Critical Infrastructure Organizations Further Affected in 3CX Breach
As investigations continue, researchers find confirmation in their suspicions of a sprawling attack affecting multiple organizations.
Just a month after the North Korea-linked APT hacker group known as Lazarus targeted 3CX in a supply chain attack, Symantec's researchers have found that two infrastructure organizations as well as two businesses involved in financial trading were affected in the same attack.
The initial compromise that affected 3CX — also known as the X-Trader software supply chain attack and first discovered by Mandiant researchers — was a supply chain compromise that "spread malware via a Trojanized version of 3CX's legitimate software that was available to download from their website." This breach caused customers to download malicious versions of the company's video-calling software.
As the investigation unfolds with new information, the names of the two critical infrastructure organizations affected have not been revealed, but they are in the power and energy sector, in the US and Europe, respectively.
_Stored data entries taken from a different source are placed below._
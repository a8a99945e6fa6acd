use foldcmp_common::{ContentDigest, Sha256Hash, Vfs};
use sha2::{Digest, Sha256};
use std::io::Read;
use std::path::Path;
use tracing::debug;

/// Read block size used while streaming file content into the hash
pub const BLOCK_SIZE: usize = 1024 * 1024;

/// Streams files through SHA-256.
///
/// Holds no mutable state, so one instance can be shared by every
/// verification worker.
#[derive(Debug, Clone, Copy)]
pub struct ContentHasher {
    block_size: usize,
}

impl Default for ContentHasher {
    fn default() -> Self {
        Self::new()
    }
}

impl ContentHasher {
    pub fn new() -> Self {
        Self {
            block_size: BLOCK_SIZE,
        }
    }

    pub fn with_block_size(block_size: usize) -> Self {
        Self {
            block_size: block_size.max(1),
        }
    }

    /// Digest of `path` under `vfs`.
    ///
    /// Missing paths, non-regular files and read failures all yield
    /// `ContentDigest::Unreadable` instead of an error.
    pub fn digest(&self, vfs: &dyn Vfs, path: &Path) -> ContentDigest {
        match vfs.metadata(path) {
            Ok(meta) if meta.is_file => {}
            Ok(_) => {
                debug!("Not a regular file, digest unavailable: {:?}", path);
                return ContentDigest::Unreadable;
            }
            Err(e) => {
                debug!("Cannot stat {:?}: {}", path, e);
                return ContentDigest::Unreadable;
            }
        }

        let reader = match vfs.open_file(path) {
            Ok(reader) => reader,
            Err(e) => {
                debug!("Cannot open {:?}: {}", path, e);
                return ContentDigest::Unreadable;
            }
        };

        match self.hash_reader(reader) {
            Ok(hash) => ContentDigest::Sha256(hash),
            Err(e) => {
                debug!("Read failed for {:?}: {}", path, e);
                ContentDigest::Unreadable
            }
        }
    }

    /// Digest of a file on the local filesystem
    pub fn digest_file(&self, path: &Path) -> ContentDigest {
        if !path.is_file() {
            return ContentDigest::Unreadable;
        }
        match std::fs::File::open(path) {
            Ok(file) => self
                .hash_reader(file)
                .map(ContentDigest::Sha256)
                .unwrap_or(ContentDigest::Unreadable),
            Err(e) => {
                debug!("Cannot open {:?}: {}", path, e);
                ContentDigest::Unreadable
            }
        }
    }

    pub fn hash_reader<R: Read>(&self, mut reader: R) -> std::io::Result<Sha256Hash> {
        let mut hasher = Sha256::new();
        let mut buffer = vec![0; self.block_size];

        loop {
            let n = match reader.read(&mut buffer) {
                Ok(n) => n,
                Err(e) if e.kind() == std::io::ErrorKind::Interrupted => continue,
                Err(e) => return Err(e),
            };
            if n == 0 {
                break;
            }
            hasher.update(&buffer[..n]);
        }

        Ok(hasher.finalize().into())
    }
}
use crate::tree::TreeNode;
use foldcmp_common::{FoldCmpError, RelativePath};
use std::fs;
use std::io::Write;
use std::path::PathBuf;
use tracing::{debug, info};

/// Turns a flat list of relative paths into something a person can browse
pub trait ReportSink {
    /// `base_roots` are the roots `entries` are relative to, offered to the
    /// reader to resolve an entry to a full path.
    fn emit(
        &mut self,
        entries: &[RelativePath],
        base_roots: &[PathBuf],
        title: &str,
    ) -> Result<(), FoldCmpError>;
}

const HTML_TEMPLATE: &str = r#"<!DOCTYPE html>
<html lang="en">
<head>
<meta charset="UTF-8">
<meta name="viewport" content="width=device-width, initial-scale=1.0">
<title>{{TITLE}}</title>
<style>
* { margin: 0; padding: 0; box-sizing: border-box; font-family: -apple-system, "Segoe UI", Roboto, Arial, sans-serif; }
html, body { height: 100%; overflow: hidden; background: #ededed; color: #000; }
.container { height: 100%; max-width: 860px; margin: 0 auto; background: #fff; display: flex; flex-direction: column; }
.header { padding: 20px; border-bottom: 1px solid #e6e6e6; display: flex; justify-content: space-between; align-items: center; }
.title { font-size: 18px; font-weight: bold; color: #333; }
.search { width: 300px; background: #f5f5f5; border: none; border-radius: 4px; padding: 8px 12px; font-size: 14px; outline: none; }
.tree { flex: 1; overflow-y: auto; padding: 10px 0; }
.tree-item { padding: 10px 20px; display: flex; align-items: center; cursor: pointer; }
.tree-item:hover { background: #f5f5f5; }
.tree-item .icon { margin-right: 10px; color: #07c160; }
.tree-item.file .icon { color: #888; }
.tree-item .name { font-size: 14px; color: #333; }
.tree-content { margin-left: 20px; border-left: 1px solid #f0f0f0; }
.hidden { display: none; }
.arrow { display: inline-block; width: 8px; height: 8px; border-right: 2px solid #888; border-bottom: 2px solid #888; transform: rotate(-45deg); margin-right: 10px; transition: transform 0.2s; }
.arrow.expanded { transform: rotate(45deg); }
.no-results { padding: 20px; text-align: center; color: #888; font-size: 14px; display: none; }
.status-bar { padding: 10px 20px; background: #f9f9f9; border-top: 1px solid #e6e6e6; color: #666; font-size: 12px; display: flex; justify-content: space-between; align-items: center; }
.roots { padding: 4px 8px; border: 1px solid #ddd; border-radius: 4px; font-size: 12px; max-width: 360px; }
</style>
</head>
<body>
<div class="container">
  <div class="header">
    <div class="title">{{TITLE}}</div>
    <input type="text" class="search" id="search" placeholder="Filter">
  </div>
  <div class="tree" id="tree">
{{TREE}}
  </div>
  <div class="no-results" id="noResults">No matching entries</div>
  <div class="status-bar">
    <div>{{COUNT}} entries | shown: <span id="visibleCount">0</span> | generated {{GENERATED}}</div>
    <select class="roots" id="roots">
{{ROOT_OPTIONS}}
    </select>
  </div>
</div>
<script>
document.addEventListener('DOMContentLoaded', function () {
  document.querySelectorAll('.tree-content .tree-content').forEach(function (c) { c.classList.add('hidden'); });

  document.querySelectorAll('.tree-item.folder').forEach(function (item) {
    item.addEventListener('click', function (e) {
      e.stopPropagation();
      var content = this.nextElementSibling;
      if (content && content.classList.contains('tree-content')) {
        content.classList.toggle('hidden');
        var arrow = this.querySelector('.arrow');
        if (arrow) { arrow.classList.toggle('expanded'); }
      }
    });
  });

  document.querySelectorAll('.tree-item.file').forEach(function (item) {
    item.addEventListener('click', function (e) {
      e.stopPropagation();
      var base = document.getElementById('roots').value;
      var rel = this.getAttribute('data-path');
      if (base && rel) {
        window.open('file:///' + (base + '/' + rel).replace(/\\/g, '/').replace(/^\/+/, ''), '_blank');
      }
    });
  });

  function updateCount() {
    var visible = 0;
    document.querySelectorAll('.tree-item').forEach(function (item) {
      if (item.style.display !== 'none') { visible++; }
    });
    document.getElementById('visibleCount').textContent = visible;
  }
  updateCount();

  document.getElementById('search').addEventListener('input', function () {
    var needle = this.value.toLowerCase();
    var any = false;
    document.querySelectorAll('.tree-item').forEach(function (item) {
      var show = item.textContent.toLowerCase().indexOf(needle) !== -1;
      item.style.display = show ? '' : 'none';
      if (show) {
        any = true;
        var parent = item.parentElement;
        while (parent && parent.classList.contains('tree-content')) {
          parent.classList.remove('hidden');
          parent = parent.parentElement;
        }
      }
    });
    document.getElementById('noResults').style.display = any ? 'none' : 'block';
    updateCount();
  });
});
</script>
</body>
</html>
"#;

/// Self-contained HTML page per report, written to a directory or a kept temp file
#[derive(Debug, Default)]
pub struct HtmlReport {
    output_dir: Option<PathBuf>,
    written: Vec<PathBuf>,
}

impl HtmlReport {
    pub fn new(output_dir: Option<PathBuf>) -> Self {
        Self {
            output_dir,
            written: Vec::new(),
        }
    }

    /// Files produced so far, in emit order
    pub fn written(&self) -> &[PathBuf] {
        &self.written
    }

    fn write_page(&self, title: &str, page: &str) -> Result<PathBuf, FoldCmpError> {
        match self.output_dir {
            Some(ref dir) => {
                fs::create_dir_all(dir)?;
                let stamp = chrono::Local::now().format("%Y%m%d-%H%M%S");
                let path = dir.join(format!(
                    "foldcmp-{}-{}-{}.html",
                    stamp,
                    self.written.len() + 1,
                    file_slug(title)
                ));
                fs::write(&path, page)?;
                Ok(path)
            }
            None => {
                let mut file = tempfile::Builder::new()
                    .prefix("foldcmp-")
                    .suffix(".html")
                    .tempfile()?;
                file.write_all(page.as_bytes())?;
                let (_, path) = file
                    .keep()
                    .map_err(|e| FoldCmpError::Report(format!("Failed to keep report file: {}", e)))?;
                Ok(path)
            }
        }
    }
}

impl ReportSink for HtmlReport {
    fn emit(
        &mut self,
        entries: &[RelativePath],
        base_roots: &[PathBuf],
        title: &str,
    ) -> Result<(), FoldCmpError> {
        if entries.is_empty() {
            debug!("Nothing to report for '{}'", title);
            return Ok(());
        }

        let tree = TreeNode::build(entries);
        let page = render_html(&tree, entries.len(), base_roots, title);
        let path = self.write_page(title, &page)?;
        info!("Wrote report '{}' to {}", title, path.display());
        self.written.push(path);
        Ok(())
    }
}

/// Render the full HTML page for a built tree
pub fn render_html(tree: &TreeNode, entry_count: usize, base_roots: &[PathBuf], title: &str) -> String {
    let mut body = String::new();
    for child in tree.children() {
        render_node(child, &mut body);
    }

    let options: String = base_roots
        .iter()
        .map(|root| {
            let value = escape_html(&root.to_string_lossy().replace('\\', "/"));
            format!("      <option value=\"{0}\">{0}</option>\n", value)
        })
        .collect();

    let title = escape_html(title);
    let count = entry_count.to_string();
    let generated = chrono::Local::now().format("%Y-%m-%d %H:%M:%S").to_string();

    fill_template(
        HTML_TEMPLATE,
        &[
            ("TITLE", &title),
            ("COUNT", &count),
            ("GENERATED", &generated),
            ("ROOT_OPTIONS", &options),
            ("TREE", &body),
        ],
    )
}

/// Substitute `{{NAME}}` markers in one left-to-right pass.
///
/// Inserted values are never scanned again, so a value that itself contains
/// a marker is emitted as-is. Unknown markers are kept verbatim.
fn fill_template(template: &str, values: &[(&str, &str)]) -> String {
    let mut out = String::with_capacity(template.len());
    let mut rest = template;

    while let Some(start) = rest.find("{{") {
        out.push_str(&rest[..start]);
        let after = &rest[start + 2..];
        let Some(end) = after.find("}}") else {
            out.push_str(&rest[start..]);
            return out;
        };

        let name = &after[..end];
        match values.iter().find(|(key, _)| *key == name) {
            Some((_, value)) => out.push_str(value),
            None => out.push_str(&rest[start..start + 2 + end + 2]),
        }
        rest = &after[end + 2..];
    }

    out.push_str(rest);
    out
}

fn render_node(node: &TreeNode, out: &mut String) {
    let view = node.compress();
    let name = escape_html(&view.display_name);

    if view.is_leaf() {
        let data_path = view
            .original_path()
            .map(|p| escape_html(p.as_str()))
            .unwrap_or_default();
        out.push_str(&format!(
            "<div class=\"tree-item file\" data-path=\"{}\"><span class=\"icon\">&#128196;</span><span class=\"name\">{}</span></div>\n",
            data_path, name
        ));
        return;
    }

    let data_path = view
        .original_path()
        .map(|p| escape_html(p.as_str()))
        .unwrap_or_default();
    out.push_str(&format!(
        "<div class=\"tree-item folder\" data-path=\"{}\"><span class=\"arrow\"></span><span class=\"icon\">&#128193;</span><span class=\"name\">{}</span></div>\n<div class=\"tree-content\">\n",
        data_path, name
    ));
    for child in view.children() {
        render_node(child, out);
    }
    out.push_str("</div>\n");
}

/// Escape text for use in HTML content and double-quoted attributes
pub fn escape_html(text: &str) -> String {
    let mut escaped = String::with_capacity(text.len());
    for c in text.chars() {
        match c {
            '&' => escaped.push_str("&amp;"),
            '<' => escaped.push_str("&lt;"),
            '>' => escaped.push_str("&gt;"),
            '"' => escaped.push_str("&quot;"),
            '\'' => escaped.push_str("&#39;"),
            _ => escaped.push(c),
        }
    }
    escaped
}

fn file_slug(title: &str) -> String {
    let slug: String = title
        .chars()
        .map(|c| if c.is_ascii_alphanumeric() { c.to_ascii_lowercase() } else { '-' })
        .collect();
    let slug = slug
        .split('-')
        .filter(|part| !part.is_empty())
        .collect::<Vec<_>>()
        .join("-");
    if slug.is_empty() {
        "report".to_string()
    } else {
        slug.chars().take(48).collect()
    }
}

/// Indented plain-text rendering of the compressed tree
pub struct TextTreeReport<W: Write> {
    writer: W,
}

impl<W: Write> TextTreeReport<W> {
    pub fn new(writer: W) -> Self {
        Self { writer }
    }

    pub fn into_inner(self) -> W {
        self.writer
    }
}

impl<W: Write> ReportSink for TextTreeReport<W> {
    fn emit(
        &mut self,
        entries: &[RelativePath],
        base_roots: &[PathBuf],
        title: &str,
    ) -> Result<(), FoldCmpError> {
        if entries.is_empty() {
            return Ok(());
        }

        writeln!(self.writer, "{} ({})", title, entries.len())?;
        let roots: Vec<String> = base_roots.iter().map(|r| r.display().to_string()).collect();
        if !roots.is_empty() {
            writeln!(self.writer, "  under: {}", roots.join(", "))?;
        }

        for row in TreeNode::build(entries).rows() {
            let indent = "  ".repeat(row.depth + 1);
            let suffix = if row.is_folder { "/" } else { "" };
            writeln!(self.writer, "{}{}{}", indent, row.display_name, suffix)?;
        }
        writeln!(self.writer)?;
        Ok(())
    }
}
The attack seems to be financially motivated; while North Korea-sponsored threat actors engage in cyber espionage, they also go after funds for the regime.
If important organizations are being targeted now, it could lead to further exploitation in the future, researchers are warning.
"The impact from these infections is unknown at this time — more investigation is required and is on-going," said Eric Chien, director of security response at Symantec, after stating that the attacks occurred between September and November last year.